August

It’s a little over a quarter of a mile to the fishing dock at the south end of Lake Willastein. Sometimes I’m amazed that we didn’t even know the lake was there when we drove here to scout where we were going to live two years ago. Maumelle was nothing more than two rows of trees and a labyrinth of unfamiliar French names for streets then. Everywhere new looks so foreign at first, and then, later, you can’t remember how strange it once was.

I woke on my own, a few minutes before any alarms. I pulled on a shirt and some athletic shorts and pretended to stretch as I walked down the stairs. Casey was in her usual position at the base of the stairs–she always leaves the bed sometime during our nightly unwind with light-hearted shows. She didn’t stir this morning as I walked by her. She must be dreaming, I thought as I peered around the corner and listened to her breath slowly and rhythmically. In the kitchen I quietly made coffee for two, then grabbed Casey’s leash and two baggies. She sometimes needs more than two baggies, but I was hedging my bets today. When I walked to the door and slipped on a pair of flip flops, she drowsily got out of bed wagging her tail, hit her favorite Yoga pose, and we were off.

I understand why people get up early in Arkansas. I don’t know what the temperature is already, but the sun is high enough to make you take notice. It was right around 7:15–one of my favorite times. Nobody is out yet, and those that are haven’t left themselves enough time to appreciate anything around them. They’re already in grim task mode.

We crossed the street from the entrance to the Villas, and started toward the lake. Casey was already fully awake, and pulling against the leash in her typical erratic fashion. She has never really walked calmly; I suspect that at least one of the 57 varieties is some kind of cattle dog. She doesn’t really belong on a lead; she belongs on acres of land, and I’m reminded of this by how quickly she noiselessly speeds off to chase a squirrel when her collar is not attached. This never fails to make me think of a small cabin on a decent stretch of land, steamy coffee on a frosty morning, and some terrier-lab mix zooming back and forth in the frame, like some sort of cartoon. One day.
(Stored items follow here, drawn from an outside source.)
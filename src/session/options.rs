//! Session configuration.
//!
//! [`SessionOptions`] names the peer (host, service, path), the connect-phase
//! deadline and, for encrypted sessions, the trust anchor bundle.
//!
//! # Example
//!
//! ```ignore
//! use std::time::Duration;
//! use network_monitor::SessionOptions;
//!
//! let options = SessionOptions::new("echo.example.com", "443")
//!     .with_path("/socket")
//!     .with_connect_timeout(Duration::from_secs(3))
//!     .with_ca_bundle("cacert.pem");
//!
//! options.validate()?;
//! ```
//!
//! Options can also be loaded from a JSON document:
//!
//! ```json
//! { "host": "echo.example.com", "service": "443", "caBundle": "cacert.pem" }
//! ```

// ============================================================================
// Imports
// ============================================================================

use std::fs::File;
use std::io::BufReader;
use std::path::{Path, PathBuf};
use std::time::Duration;

use serde::de::DeserializeOwned;
use serde::{Deserialize, Serialize};
use url::Url;

use crate::error::{Error, Result};

// ============================================================================
// Constants
// ============================================================================

/// Default request path.
const DEFAULT_PATH: &str = "/";

/// Default connect-phase deadline in milliseconds.
const DEFAULT_CONNECT_TIMEOUT_MS: u64 = 5_000;

// ============================================================================
// SessionOptions
// ============================================================================

/// Connection parameters for a [`Session`](crate::Session).
#[derive(Debug, Clone, PartialEq, Eq, Serialize, Deserialize)]
#[serde(rename_all = "camelCase")]
pub struct SessionOptions {
    /// Host name to resolve and to present in the upgrade request.
    pub host: String,

    /// Port number or service name.
    pub service: String,

    /// Request path of the WebSocket upgrade.
    #[serde(default = "default_path")]
    pub path: String,

    /// Deadline covering every endpoint attempt after resolution.
    #[serde(default = "default_connect_timeout_ms")]
    pub connect_timeout_ms: u64,

    /// PEM bundle of trusted roots. Enables TLS when set.
    #[serde(default, skip_serializing_if = "Option::is_none")]
    pub ca_bundle: Option<PathBuf>,
}

fn default_path() -> String {
    DEFAULT_PATH.to_string()
}

const fn default_connect_timeout_ms() -> u64 {
    DEFAULT_CONNECT_TIMEOUT_MS
}

// ============================================================================
// Constructors
// ============================================================================

impl SessionOptions {
    /// Creates options for `host` and `service` with default path and timeout.
    #[must_use]
    pub fn new(host: impl Into<String>, service: impl Into<String>) -> Self {
        Self {
            host: host.into(),
            service: service.into(),
            path: default_path(),
            connect_timeout_ms: DEFAULT_CONNECT_TIMEOUT_MS,
            ca_bundle: None,
        }
    }

    /// Loads and validates options from a JSON file.
    ///
    /// # Errors
    ///
    /// - [`Error::Io`] if the file cannot be read
    /// - [`Error::Json`] if it is not a valid options document
    /// - [`Error::Config`] if the options fail validation
    pub fn from_json_file(path: impl AsRef<Path>) -> Result<Self> {
        let options: Self = read_json_file(path)?;
        options.validate()?;
        Ok(options)
    }
}

// ============================================================================
// Builder Methods
// ============================================================================

impl SessionOptions {
    /// Sets the request path.
    #[inline]
    #[must_use]
    pub fn with_path(mut self, path: impl Into<String>) -> Self {
        self.path = path.into();
        self
    }

    /// Sets the connect-phase deadline.
    #[inline]
    #[must_use]
    pub fn with_connect_timeout(mut self, timeout: Duration) -> Self {
        self.connect_timeout_ms = duration_millis(timeout);
        self
    }

    /// Enables TLS, trusting the certificates in `path`.
    #[inline]
    #[must_use]
    pub fn with_ca_bundle(mut self, path: impl Into<PathBuf>) -> Self {
        self.ca_bundle = Some(path.into());
        self
    }
}

/// Converts to whole milliseconds, saturating at `u64::MAX`.
///
/// A non-zero duration below one millisecond rounds up so it never reads
/// as "no deadline".
pub(crate) fn duration_millis(duration: Duration) -> u64 {
    match u64::try_from(duration.as_millis()).unwrap_or(u64::MAX) {
        0 if !duration.is_zero() => 1,
        millis => millis,
    }
}

// ============================================================================
// Accessors
// ============================================================================

impl SessionOptions {
    /// Returns the connect-phase deadline.
    #[inline]
    #[must_use]
    pub const fn connect_timeout(&self) -> Duration {
        Duration::from_millis(self.connect_timeout_ms)
    }

    /// Returns `true` if the session runs over TLS.
    #[inline]
    #[must_use]
    pub const fn is_secure(&self) -> bool {
        self.ca_bundle.is_some()
    }

    /// Returns the URL the upgrade request targets.
    ///
    /// # Errors
    ///
    /// Returns [`Error::Config`] if host, service or path do not form a URL.
    pub fn url(&self) -> Result<Url> {
        let scheme = if self.is_secure() { "wss" } else { "ws" };
        let raw = format!("{scheme}://{}{}", self.host, self.path);
        Url::parse(&raw).map_err(|e| Error::config(format!("Invalid target '{raw}': {e}")))
    }

    /// Validates the options.
    ///
    /// # Errors
    ///
    /// Returns [`Error::Config`] describing the first invalid field.
    pub fn validate(&self) -> Result<()> {
        if self.host.trim().is_empty() {
            return Err(Error::config("Host must not be empty"));
        }
        if self.service.trim().is_empty() {
            return Err(Error::config("Service must not be empty"));
        }
        if !self.path.starts_with('/') {
            return Err(Error::config(format!(
                "Path must start with '/', got '{}'",
                self.path
            )));
        }
        if self.connect_timeout_ms == 0 {
            return Err(Error::config("Connect timeout must be greater than zero"));
        }
        self.url()?;
        Ok(())
    }
}

// ============================================================================
// JSON Documents
// ============================================================================

/// Parses the JSON document at `path` into `T`.
///
/// # Errors
///
/// - [`Error::Io`] if the file cannot be opened
/// - [`Error::Json`] if the content does not deserialize into `T`
pub fn read_json_file<T: DeserializeOwned>(path: impl AsRef<Path>) -> Result<T> {
    let file = File::open(path)?;
    Ok(serde_json::from_reader(BufReader::new(file))?)
}

// ============================================================================
// Tests
// ============================================================================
There are a few runners at the lake, and I look down at my waist, knowing that I am two weeks’ honest effort away from looking like I should look, and feeling like I should feel, but I forgive myself and say, “Hell, at least we’re walking! Normally we’d still be in bed.” And just like that, any pre-effort guilt I had vanishes…at least until a septuagenarian shuffles by and says, “Beautiful pup!” and continues on his healthy arc toward the western side of the lake.

The dock is a nice checkpoint. Casey has a soft pant by now, and I’m pleased that I have exerted the effort to walk anywhere at all. One of my favorite things to do is pause at the end of the dock (after I make sure there aren’t any lures or hooks left on the platform), and just watch the water for a minute. Something tells me that I am close to understanding when I am still, there. I can’t quite put my finger on it yet. I must be just out of sight of it. Around the corner, maybe.

Casey has already started zig-zagging back to the path, so this one will be a shorter walk, but it counts. After all, we could still be in bed. It’s time to head back and begin the day. For some of us, anyway.